TASK STATEMENT: Up to and including the line with "let mut current: Option<Vec<&str>>", please reproduce the lines below exactly, beginning with the first.

DATA TO EXAMINE:
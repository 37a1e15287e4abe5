pub mod loaders;
pub mod question;
pub mod topic;

pub use loaders::load_catalog_from_toml;
pub use question::QuestionRecord;
pub use topic::{Course, TopicCatalog, TopicEntry};
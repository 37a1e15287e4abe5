//! 题目切分服务 - 业务能力层
//!
//! 只负责把"一页文本"切成若干道题，不关心来源文档和章节

use crate::config::DEFAULT_QUESTION_PATTERN;
use crate::error::ConfigError;
use regex::Regex;

/// 题目切分器
///
/// 以题号行（如 `12. Evaluate the limit...`）作为每道题的开始：
/// - 第一个题号行之前的内容（页眉等）被丢弃
/// - 遇到新的题号行时结束上一道题
/// - 题目内各行按原样保留，用 `\n` 连接
#[derive(Debug, Clone)]
pub struct QuestionSegmenter {
    question_start: Regex,
}

impl QuestionSegmenter {
    /// 使用默认题号模式创建
    pub fn new() -> Result<Self, ConfigError> {
        Self::with_pattern(DEFAULT_QUESTION_PATTERN)
    }

    /// 使用自定义题号模式创建
    ///
    /// 模式匹配的是去掉首尾空白后的行
    pub fn with_pattern(pattern: &str) -> Result<Self, ConfigError> {
        let question_start = Regex::new(pattern).map_err(|source| ConfigError::InvalidPattern {
            pattern: pattern.to_string(),
            source,
        })?;
        Ok(Self { question_start })
    }

    pub fn pattern(&self) -> &str {
        self.question_start.as_str()
    }

    /// 是否为题号行
    pub fn is_question_start(&self, line: &str) -> bool {
        self.question_start.is_match(line.trim())
    }

    /// 将一页文本切分为题目块，保持出现顺序
    pub fn segment(&self, page_text: &str) -> Vec<String> {
        let mut blocks = Vec::new();
        let mut current: Option<Vec<&str>> = None;

        for line in page_text.split('\n') {
            if self.is_question_start(line) {
                if let Some(lines) = current.take() {
                    blocks.push(lines.join("\n"));
                }
                current = Some(vec![line]);
            } else if let Some(lines) = current.as_mut() {
                lines.push(line);
            }
        }

        if let Some(lines) = current {
            blocks.push(lines.join("\n"));
        }

        blocks
    }
}

#[cfg(test)]
mod tests {
    use super::*;

    fn segmenter() -> QuestionSegmenter {
        QuestionSegmenter::new().unwrap()
    }

    #[test]
    fn test_two_questions() {
        let text = "1. Find the limit as x approaches 2.\n2. Evaluate the derivative of x^2.";
        let blocks = segmenter().segment(text);
        assert_eq!(
            blocks,
            vec![
                "1. Find the limit as x approaches 2.",
                "2. Evaluate the derivative of x^2."
            ]
        );
    }

    #[test]
    fn test_header_lines_discarded_and_body_kept_verbatim() {
        let text = "AP Calculus Test Bank\nChapter 1\n  3. Let f(x) = x^2.\n   (A) 1\n\n   (B)  2\n4. Next";
        let blocks = segmenter().segment(text);
        assert_eq!(blocks.len(), 2);
        assert_eq!(blocks[0], "  3. Let f(x) = x^2.\n   (A) 1\n\n   (B)  2");
        assert_eq!(blocks[1], "4. Next");
    }

    #[test]
    fn test_no_question_start_yields_nothing() {
        let s = segmenter();
        assert!(s.segment("").is_empty());
        assert!(s.segment("Page 3\nName: ______\n").is_empty());
        // 句点后没有空白、或者没有句点都不算题号
        assert!(s.segment("1.5 is a number\n12) Evaluate\n3.\n").is_empty());
    }

    #[test]
    fn test_consecutive_headers() {
        let blocks = segmenter().segment("1. First\n2. Second\n3. Third\ntail");
        assert_eq!(blocks, vec!["1. First", "2. Second", "3. Third\ntail"]);
    }

    #[test]
    fn test_block_count_equals_start_lines() {
        let s = segmenter();
        let text = "Header\n7. a\nb\n8.\tc\n\n9. d\n10 . not a start\n11. e";
        let starts = text.split('\n').filter(|l| s.is_question_start(l)).count();
        assert_eq!(starts, 4);
        assert_eq!(s.segment(text).len(), starts);
    }

    #[test]
    fn test_non_ascii_digits_are_not_question_numbers() {
        assert!(segmenter().segment("١. Arabic-Indic one").is_empty());
    }

    #[test]
    fn test_custom_pattern() {
        let s = QuestionSegmenter::with_pattern(r"^Q[0-9]+\s").unwrap();
        assert_eq!(s.segment("intro\nQ1 a\nQ2 b"), vec!["Q1 a", "Q2 b"]);
    }

    #[test]
    fn test_invalid_pattern() {
        let err = QuestionSegmenter::with_pattern("([0-9]+").unwrap_err();
        assert!(matches!(err, ConfigError::InvalidPattern { .. }));
    }
}
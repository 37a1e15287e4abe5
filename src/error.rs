use thiserror::Error;

/// 应用程序错误类型
#[derive(Debug, Error)]
pub enum AppError {
    /// 题库文档相关错误
    #[error("题库错误: {0}")]
    Source(#[from] SourceError),
    /// 章节目录错误
    #[error("章节目录错误: {0}")]
    Catalog(#[from] CatalogError),
    /// 章节选择错误
    #[error("章节选择错误: {0}")]
    Selection(#[from] SelectionError),
    /// 配置错误
    #[error("配置错误: {0}")]
    Config(#[from] ConfigError),
    /// 结果保存错误
    #[error("结果保存错误: {0}")]
    Report(#[from] ReportError),
}

/// 题库文档错误
///
/// 两种情况都只影响单个文档，流水线会跳过该文档继续处理
#[derive(Debug, Error, Clone, PartialEq, Eq)]
pub enum SourceError {
    /// 文档不存在（允许的部分覆盖状态）
    #[error("文档不存在: {document_id}")]
    Unavailable { document_id: String },
    /// 文档存在但无法读取或解析
    #[error("读取文档失败 ({document_id}): {reason}")]
    ReadFailed { document_id: String, reason: String },
}

/// 章节目录错误
#[derive(Debug, Error)]
pub enum CatalogError {
    /// 章节编号重复
    #[error("章节编号重复: {id}")]
    DuplicateTopic { id: String },
    /// 章节编号为空
    #[error("章节编号不能为空 (名称: {name})")]
    EmptyTopicId { name: String },
    /// 章节没有任何关键词
    #[error("章节 {id} 没有配置关键词")]
    NoKeywords { id: String },
    /// 目录文件中没有任何章节
    #[error("章节目录为空: {path}")]
    Empty { path: String },
    /// 读取目录文件失败
    #[error("读取章节目录文件失败 ({path}): {source}")]
    FileRead {
        path: String,
        #[source]
        source: std::io::Error,
    },
    /// TOML 解析失败
    #[error("章节目录 TOML 解析失败 ({path}): {source}")]
    TomlParse {
        path: String,
        #[source]
        source: toml::de::Error,
    },
}

/// 章节选择错误（前端输入校验）
#[derive(Debug, Error, Clone, PartialEq, Eq)]
pub enum SelectionError {
    /// 范围格式错误，例如 "3-x"
    #[error("无效的章节范围: {input}")]
    InvalidRange { input: String },
    /// 没有任何有效章节
    #[error("没有选择任何有效章节 (输入: {input})")]
    NoValidTopics { input: String },
}

/// 配置错误
#[derive(Debug, Error)]
pub enum ConfigError {
    /// 题号匹配正则无效
    #[error("题号匹配模式无效 '{pattern}': {source}")]
    InvalidPattern {
        pattern: String,
        #[source]
        source: regex::Error,
    },
}

/// 结果保存错误
#[derive(Debug, Error)]
pub enum ReportError {
    /// 写入文件失败
    #[error("写入文件失败 ({path}): {source}")]
    WriteFailed {
        path: String,
        #[source]
        source: std::io::Error,
    },
    /// JSON 序列化失败
    #[error("JSON 序列化失败: {0}")]
    Serialize(#[from] serde_json::Error),
}

// ========== Result 类型别名 ==========

/// 应用程序结果类型
pub type AppResult<T> = Result<T, AppError>;

#[cfg(test)]
mod tests {
    use super::*;

    #[test]
    fn test_sub_errors_convert_into_app_error() {
        let failed = AppError::from(SourceError::ReadFailed {
            document_id: "TB_1.pdf".to_string(),
            reason: "bad xref".to_string(),
        });
        assert_eq!(failed.to_string(), "题库错误: 读取文档失败 (TB_1.pdf): bad xref");

        let selection: AppResult<()> = Err(SelectionError::NoValidTopics {
            input: "9".to_string(),
        }
        .into());
        assert!(matches!(selection, Err(AppError::Selection(_))));
    }
}
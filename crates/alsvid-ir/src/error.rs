//! Error types for the IR crate.

use thiserror::Error;

/// Errors that can occur while building or parsing circuits.
#[derive(Debug, Error)]
#[non_exhaustive]
pub enum IrError {
    /// Operation name is outside the closed gate table.
    #[error("unrecognized operation '{0}'")]
    UnsupportedOperation(String),

    /// An operand refers to a qubit the circuit does not have.
    #[error("operation '{gate_name}' references qubit {qubit} but circuit only has {n_qubits} qubits")]
    QubitOutOfRange {
        /// Name of the offending operation.
        gate_name: String,
        /// The out-of-range qubit index.
        qubit: u32,
        /// Number of qubits in the circuit.
        n_qubits: u32,
    },

    /// Gate requires a different number of operands.
    #[error("gate '{gate_name}' requires {expected} qubits, got {got}")]
    QubitCountMismatch {
        /// Name of the gate.
        gate_name: String,
        /// Expected number of qubits.
        expected: u32,
        /// Actual number of qubits provided.
        got: u32,
    },
}

/// Result type for IR operations.
pub type IrResult<T> = Result<T, IrError>;
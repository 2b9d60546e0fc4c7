//! Alsvid exact symbolic arithmetic
//!
//! The exact-arithmetic layer underneath the Alsvid symbolic simulators.
//! Amplitudes and operator entries are values of [`Scalar`]: exact elements
//! of power-of-two cyclotomic fields (rational combinations of `e^{iπq}`
//! with dyadic `q`) whenever they derive from recognized π-fractions, and
//! complex floats otherwise.
//!
//! # Components
//!
//! - **Angles**: [`Angle`] and [`regulate`], which canonicalizes a float
//!   rotation angle onto {π, π/2, 2π, π/4} within a 0.01 margin
//! - **Exact values**: [`Cyclotomic`], a canonical normal form with
//!   decidable equality — `(√2/2)² = 1/2` holds structurally, not just
//!   numerically
//! - **Scalars**: [`Scalar`], the exact/numeric sum type with ring
//!   operations, `cos`/`sin`/`cis` over angles, and human-readable display
//!   (`sqrt(2)/2`, `I`, `exp(I*pi*1/8)`)
//!
//! # Example
//!
//! ```rust
//! use alsvid_exact::{regulate, Angle, Scalar};
//!
//! // 1.5707 is close enough to π/2 to be canonicalized.
//! let theta = regulate(1.5707);
//! assert_eq!(theta, Angle::pi_times(1, 2));
//!
//! // cos(π/4) is exactly √2/2, and (√2/2)² is exactly 1/2.
//! let c = Scalar::cos(theta.half());
//! assert_eq!(c.clone() * c, Scalar::rational(1, 2));
//! ```

pub mod angle;
pub mod cyclotomic;
pub mod scalar;

pub use angle::{Angle, regulate};
pub use cyclotomic::Cyclotomic;
pub use scalar::Scalar;
//! The general single-qubit rotation matrix.

use alsvid_exact::{Angle, Scalar, regulate};
use ndarray::{Array2, array};

use crate::error::{SimError, SimResult};

/// Normalize a 1–3 element parameter list to [θ, φ, λ].
///
/// The shorter forms front-pad with fixed angles: one parameter is a pure
/// phase (θ = 0, φ = 0), two parameters set θ = π/2 exactly. Anything else
/// is an [`SimError::InvalidParameterCount`].
fn pad_parameters(params: &[f64]) -> SimResult<[Angle; 3]> {
    match params {
        [lambda] => Ok([Angle::zero(), Angle::zero(), regulate(*lambda)]),
        [phi, lambda] => Ok([Angle::pi_times(1, 2), regulate(*phi), regulate(*lambda)]),
        [theta, phi, lambda] => Ok([regulate(*theta), regulate(*phi), regulate(*lambda)]),
        _ => Err(SimError::InvalidParameterCount { got: params.len() }),
    }
}

/// Compute the exact matrix of a parameterized U gate.
///
/// Each raw parameter is regulated onto the canonical π-fractions first,
/// then the matrix is
///
/// ```text
/// [[cos(θ/2),        -e^{iλ}·sin(θ/2)      ],
///  [e^{iφ}·sin(θ/2),  e^{i(φ+λ)}·cos(θ/2)  ]]
/// ```
///
/// with every entry in exact symbolic form.
pub fn compute_ugate_matrix(params: &[f64]) -> SimResult<Array2<Scalar>> {
    let [theta, phi, lambda] = pad_parameters(params)?;

    let cos = Scalar::cos(theta.half());
    let sin = Scalar::sin(theta.half());

    Ok(array![
        [
            cos.clone(),
            -(Scalar::cis(lambda) * sin.clone())
        ],
        [
            Scalar::cis(phi) * sin,
            Scalar::cis(phi + lambda) * cos
        ]
    ])
}
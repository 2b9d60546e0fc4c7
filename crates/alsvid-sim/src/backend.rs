//! The backend seam shared by both execution strategies.

use alsvid_ir::CircuitDescription;

use crate::result::ExperimentResult;

/// A symbolic execution backend.
///
/// Backends are stateless values: every run builds its working state
/// locally and returns it, so one instance can serve any number of
/// independent runs. Execution is synchronous and single-shot — symbolic
/// results are deterministic, so there is no job lifecycle to manage here;
/// queueing and polling belong to the provider layer.
///
/// Errors never escape as `Err`: a failed circuit surfaces as its own
/// ERROR result so that sibling circuits in a batch are unaffected.
pub trait Backend {
    /// Identifier of this backend, used in diagnostics and error messages.
    fn name(&self) -> &str;

    /// Run a single circuit.
    ///
    /// A requested `shots` count other than 1 is coerced to 1 with an
    /// informational diagnostic, per circuit.
    fn run_circuit(&self, circuit: &CircuitDescription, shots: u32) -> ExperimentResult;

    /// Run a batch of circuits strictly in order.
    ///
    /// Each circuit is processed independently; a failure aborts only that
    /// circuit's run.
    fn run_batch(&self, circuits: &[CircuitDescription], shots: u32) -> Vec<ExperimentResult> {
        circuits
            .iter()
            .map(|circuit| self.run_circuit(circuit, shots))
            .collect()
    }
}
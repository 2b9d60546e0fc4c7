//! Operator enlargement: embedding small gates into the N-qubit space.

use alsvid_exact::Scalar;
use ndarray::Array2;
use num_traits::Zero;

use crate::error::{SimError, SimResult};
use crate::index::insert_two;
use crate::matrix::{identity, kron};

/// Enlarge a single-qubit operator to the full `2^N`-dimensional space.
///
/// The result is `I(2^{N-q-1}) ⊗ gate ⊗ I(2^q)` for target qubit `q`
/// (qubit 0 is the fastest-varying bit). Exponential in `N` by design.
pub fn enlarge_single(gate: &Array2<Scalar>, qubit: usize, num_qubits: usize) -> Array2<Scalar> {
    debug_assert!(qubit < num_qubits, "target qubit out of range");
    let above = identity(1 << (num_qubits - qubit - 1));
    let below = identity(1 << qubit);
    kron(&above, &kron(gate, &below))
}

/// Enlarge a two-qubit operator to the full `2^N`-dimensional space.
///
/// For every pair of bit values at `(qubit0, qubit1)` and every value of
/// the `N-2` spectator bits, the corresponding 4×4 gate entry is copied to
/// the position given by two bit insertions — one for the row, one for the
/// column. Gate rows and columns are indexed `qubit0_bit + 2·qubit1_bit`.
/// For `N = 2` the result is the unmodified gate matrix.
///
/// The two positions must be distinct; a violation is a
/// [`SimError::PreconditionViolation`].
pub fn enlarge_two(
    gate: &Array2<Scalar>,
    qubit0: usize,
    qubit1: usize,
    num_qubits: usize,
) -> SimResult<Array2<Scalar>> {
    if qubit0 == qubit1 {
        return Err(SimError::PreconditionViolation(format!(
            "two-qubit embedding requires distinct positions, got q{qubit0} twice"
        )));
    }
    debug_assert!(qubit0 < num_qubits && qubit1 < num_qubits, "qubit out of range");

    let dim = 1usize << num_qubits;
    let mut enlarged = Array2::from_elem((dim, dim), Scalar::zero());
    for spectator in 0..(1usize << (num_qubits - 2)) {
        for j in 0..2 {
            for k in 0..2 {
                for m in 0..2 {
                    for n in 0..2 {
                        let row = insert_two(j, qubit0, k, qubit1, spectator);
                        let col = insert_two(m, qubit0, n, qubit1, spectator);
                        enlarged[[row, col]] = gate[[j + 2 * k, m + 2 * n]].clone();
                    }
                }
            }
        }
    }
    Ok(enlarged)
}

OUTPUT OF THE TASK:
repository 37a1e15287e4abe5
pub mod loaders;
pub mod question;
pub mod topic;

pub use loaders::load_catalog_from_toml;
pub use question::QuestionRecord;
pub use topic::{Course, TopicCatalog, TopicEntry};
repository 37a1e15287e4abe5
//! 题目切分服务 - 业务能力层
//!
//! 只负责把"一页文本"切成若干道题，不关心来源文档和章节

use crate::config::DEFAULT_QUESTION_PATTERN;
use crate::error::ConfigError;
use regex::Regex;

/// 题目切分器
///
/// 以题号行（如 `12. Evaluate the limit...`）作为每道题的开始：
/// - 第一个题号行之前的内容（页眉等）被丢弃
/// - 遇到新的题号行时结束上一道题
/// - 题目内各行按原样保留，用 `\n` 连接
#[derive(Debug, Clone)]
pub struct QuestionSegmenter {
    question_start: Regex,
}

impl QuestionSegmenter {
    /// 使用默认题号模式创建
    pub fn new() -> Result<Self, ConfigError> {
        Self::with_pattern(DEFAULT_QUESTION_PATTERN)
    }

    /// 使用自定义题号模式创建
    ///
    /// 模式匹配的是去掉首尾空白后的行
    pub fn with_pattern(pattern: &str) -> Result<Self, ConfigError> {
        let question_start = Regex::new(pattern).map_err(|source| ConfigError::InvalidPattern {
            pattern: pattern.to_string(),
            source,
        })?;
        Ok(Self { question_start })
    }

    pub fn pattern(&self) -> &str {
        self.question_start.as_str()
    }

    /// 是否为题号行
    pub fn is_question_start(&self, line: &str) -> bool {
        self.question_start.is_match(line.trim())
    }

    /// 将一页文本切分为题目块，保持出现顺序
    pub fn segment(&self, page_text: &str) -> Vec<String> {
        let mut blocks = Vec::new();
        let mut current: Option<Vec<&str>> = None;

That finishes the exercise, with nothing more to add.